Opinion
Civil Action 23-23408-Civ-Scola
03-05-2024
ORDER ON MOTION TO DISMISS
ROBERT N. SCOLA, JR. UNITED STATES DISTRICT JUDGE
This case involves allegations that the Defendant Carnival Corporation and its agents were negligent during a cruise ship excursion on a Caribbean island. During the excursion, the Plaintiffs sat in a parked, driverless bus that began rolling until it hit a bush. Carnival has moved to dismiss the second amended complaint for failure to state a claim upon which relief can be granted under Federal Rule of Civil Procedure 12(b)(6). (ECF No. 26.) The Plaintiffs have responded (ECF No. 28), and the Defendant has filed a reply (ECF No. 29). The Court has reviewed the briefing, the record, the applicable law, and is otherwise fully advised. For the reasons discussed below, the Court grants in part and denies in part the Defendant's motion to dismiss. (ECF No. 26.)
1. Background
The following are the relevant facts as alleged in the complaint, which the Court must accept as true at the motion to dismiss stage. Pielage v. McConnell, 516 F.3d 1282, 1284 (11th Cir. 2008). On April 24, 2023, the Plaintiffs embarked on an excursion to an island called Half-Moon Cay from the Carnival cruise ship that they were traveling on. (Second Am. Compl. (“SAC”), ECF No. 23 ¶¶ 10-11.) Upon arriving to the island, the Plaintiffs boarded a bus, which then “began to move without a driver present, and after several minutes, they crashed.” (Id. ¶ 12.) The Plaintiffs “were jolted forward (and all around)” and emergency responders from the cruise ship arrived about 30 minutes later. (Id. ¶ 13.) The bus “did not have its breaks [sic] engaged (or in the alternative, if the breaks [sic] were engaged, the breaks [sic] were inadequate, either because they had gone an unreasonable amount of time without being changed, or for another reason).” (Id. ¶ 14.) Carnival did not provide a warning to the Plaintiffs regarding the bus beginning to move without a driver present. (Id.)

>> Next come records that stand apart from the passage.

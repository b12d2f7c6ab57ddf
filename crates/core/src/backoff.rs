//! Retry backoff ladder for failed archive attempts.

use chrono::Duration;
use rand::Rng;

/// Exponent cap: delays stop growing past `2^10` days (~3 years).
pub const MAX_BACKOFF_EXPONENT: u32 = 10;

/// Delay before the next retry after `attempts` consecutive failures:
/// `2^min(attempts, 10)` days with ±10% jitter so batched retries spread out.
#[must_use]
pub fn retry_delay(attempts: i64) -> Duration {
    let exponent = u32::try_from(attempts.max(0))
        .unwrap_or(MAX_BACKOFF_EXPONENT)
        .min(MAX_BACKOFF_EXPONENT);
    let base_days = f64::from(2_u32.pow(exponent));

    let jitter = rand::thread_rng().gen_range(-0.1..=0.1);
    let seconds = base_days * 86_400.0 * (1.0 + jitter);

    #[allow(clippy::cast_possible_truncation)]
    Duration::seconds(seconds as i64)
}

#[cfg(test)]
mod tests {
    use super::*;

    fn bounds(attempts: i64) -> (i64, i64) {
        let exponent = attempts.clamp(0, i64::from(MAX_BACKOFF_EXPONENT)) as u32;
        let base = i64::from(2_u32.pow(exponent)) * 86_400;
        (base * 9 / 10, base * 11 / 10)
    }

    #[test]
    fn delay_within_jitter_bounds() {
        for attempts in [1, 2, 3, 5, 10] {
            let (lo, hi) = bounds(attempts);
            for _ in 0..50 {
                let delay = retry_delay(attempts).num_seconds();
                assert!(
                    delay >= lo && delay <= hi,
                    "attempts={attempts} delay={delay} outside [{lo}, {hi}]"
                );
            }
        }
    }

    #[test]
    fn exponent_is_capped() {
        let (lo, hi) = bounds(10);
        for attempts in [10, 11, 100, i64::MAX] {
            let delay = retry_delay(attempts).num_seconds();
            assert!(delay >= lo && delay <= hi);
        }
    }

    #[test]
    fn ladder_doubles() {
        // Midpoints double attempt over attempt: ~1, 2, 4 days.
        let one = retry_delay(0).num_seconds();
        assert!(one >= 86_400 * 9 / 10 && one <= 86_400 * 11 / 10);
        let two = retry_delay(1).num_seconds();
        assert!(two >= 2 * 86_400 * 9 / 10 && two <= 2 * 86_400 * 11 / 10);
    }
}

The Plaintiffs' second amended complaint alleges three claims against Carnival: negligent failure to remedy; negligent failure to warn of dangerous condition; and a vicarious liability claim for the actions of Carnival's agents. Carnival has now moved to dismiss the second amended complaint. (ECF No. 26.)
2. Legal Standard
When considering a motion to dismiss under Federal Rule of Civil Procedure 12(b)(6), the Court must accept all of the complaint's allegations as true, construing them in the light most favorable to the plaintiff. Pielage, 516 F.3d at 1284. A pleading need only contain “a short and plain statement of the claim showing that the pleader is entitled to relief.” Fed.R.Civ.P. 8(a)(2). “[T]he pleading standard Rule 8 announces does not require detailed factual allegations, but it demands more than an unadorned, the-defendant-unlawfully-harmed-me accusation.” Ashcroft v. Iqbal, 556 U.S. 662, 678 (2009) (cleaned up). A plaintiff must articulate “enough facts to state a claim to relief that is plausible on its face.” Bell Atl. Corp. v. Twombly, 550 U.S. 544, 570 (2007).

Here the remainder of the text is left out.